Collected data entries
━━━━━━━━━━

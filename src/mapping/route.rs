//! 関数ルートのマッピング（メソッド + 正規表現パス）

use std::sync::Arc;

use log::{debug, info};

use crate::common::{Attribute, MatrixVariables, Request};
use crate::error::Error;
use crate::handler::{Handler, Route};
use crate::interceptor::{ExecutionChain, HandlerInterceptor, MappedInterceptor};

use super::{split_matrix_variables, HandlerMapping};

/// `Route` をパスの具体性順に照合するマッピング
///
/// ルートはパス区切り `/` の多い順に並べ替えられ（同数は登録順）、
/// メソッドとパターンの両方が一致した最初のルートが選ばれる。
#[derive(Default)]
pub struct RouteHandlerMapping {
    routes: Vec<Arc<dyn Route>>,
    interceptors: Vec<Arc<dyn HandlerInterceptor>>,
    mapped_interceptors: Vec<MappedInterceptor>,
    order: Option<i32>,
}

impl RouteHandlerMapping {
    pub fn new() -> Self {
        Self::default()
    }

    /// ルートを追加
    pub fn route<R: Route + 'static>(mut self, route: R) -> Self {
        self.add_route(Arc::new(route));
        self
    }

    /// 共有済みのルートを追加
    pub fn add_route(&mut self, route: Arc<dyn Route>) {
        info!("Mapping route {} {}", route.method(), route.pattern());
        self.routes.push(route);
        // 安定ソートで `/` の数の降順（多い方が先）
        self.routes
            .sort_by(|a, b| b.pattern().specificity().cmp(&a.pattern().specificity()));
    }

    /// 全リクエストに適用するインターセプターを追加
    pub fn interceptor<I: HandlerInterceptor + 'static>(mut self, interceptor: I) -> Self {
        self.interceptors.push(Arc::new(interceptor));
        self
    }

    /// パス条件付きのインターセプターを追加
    pub fn mapped_interceptor(mut self, interceptor: MappedInterceptor) -> Self {
        self.mapped_interceptors.push(interceptor);
        self
    }

    /// 登録時の優先度を設定
    pub fn with_order(mut self, order: i32) -> Self {
        self.order = Some(order);
        self
    }

    pub fn routes(&self) -> &[Arc<dyn Route>] {
        &self.routes
    }

    fn build_chain(&self, handler: Handler, lookup_path: &str) -> ExecutionChain {
        let mut chain = ExecutionChain::with_interceptors(handler, self.interceptors.clone());
        for mapped in &self.mapped_interceptors {
            if mapped.matches(lookup_path) {
                chain.add_interceptor(mapped.interceptor().clone());
            }
        }
        chain
    }
}

impl HandlerMapping for RouteHandlerMapping {
    fn get_handler(&self, req: &mut Request) -> Result<Option<ExecutionChain>, Error> {
        let (lookup_path, matrix_variables) = split_matrix_variables(&req.path);

        let mut matched = None;
        for route in &self.routes {
            if route.method() != req.method {
                continue;
            }
            if let Some(vars) = route.pattern().captures(&lookup_path) {
                matched = Some((route.clone(), vars));
                break;
            }
        }

        let (route, uri_variables) = match matched {
            Some(found) => found,
            None => return Ok(None),
        };
        debug!("Route {} {} matched {}", route.method(), route.pattern(), lookup_path);

        let handler = Handler::Route(route.clone());

        // マトリクス変数は、それが付いていたセグメントの値を持つURI変数名で引けるようにする
        let mut matrix_by_variable = MatrixVariables::new();
        for (name, value) in &uri_variables {
            if let Some(vars) = matrix_variables.get(value) {
                matrix_by_variable.insert(name.clone(), vars.clone());
            }
        }
        for (segment, vars) in matrix_variables {
            matrix_by_variable.entry(segment).or_insert(vars);
        }

        let context = req.context_mut();
        context.set_attribute(Attribute::BestMatchingHandler, handler.clone());
        context.set_attribute(Attribute::BestMatchingPattern, route.pattern().as_str().to_string());
        context.set_attribute(Attribute::PathWithinHandlerMapping, lookup_path.clone());
        context.set_attribute(Attribute::UriTemplateVariables, uri_variables);
        context.set_attribute(Attribute::MatrixVariables, matrix_by_variable);
        if route.produces().is_empty() {
            context.clear_attribute(Attribute::ProducibleMediaTypes);
        } else {
            context.set_attribute(Attribute::ProducibleMediaTypes, route.produces().to_vec());
        }

        Ok(Some(self.build_chain(handler, &lookup_path)))
    }

    fn order(&self) -> Option<i32> {
        self.order
    }

    fn uses_path_patterns(&self) -> bool {
        true
    }
}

━━━━━━━━━━

### Brief
Reply with the number of lines in the data above that contain "clone", and with nothing else.

### Written solution
7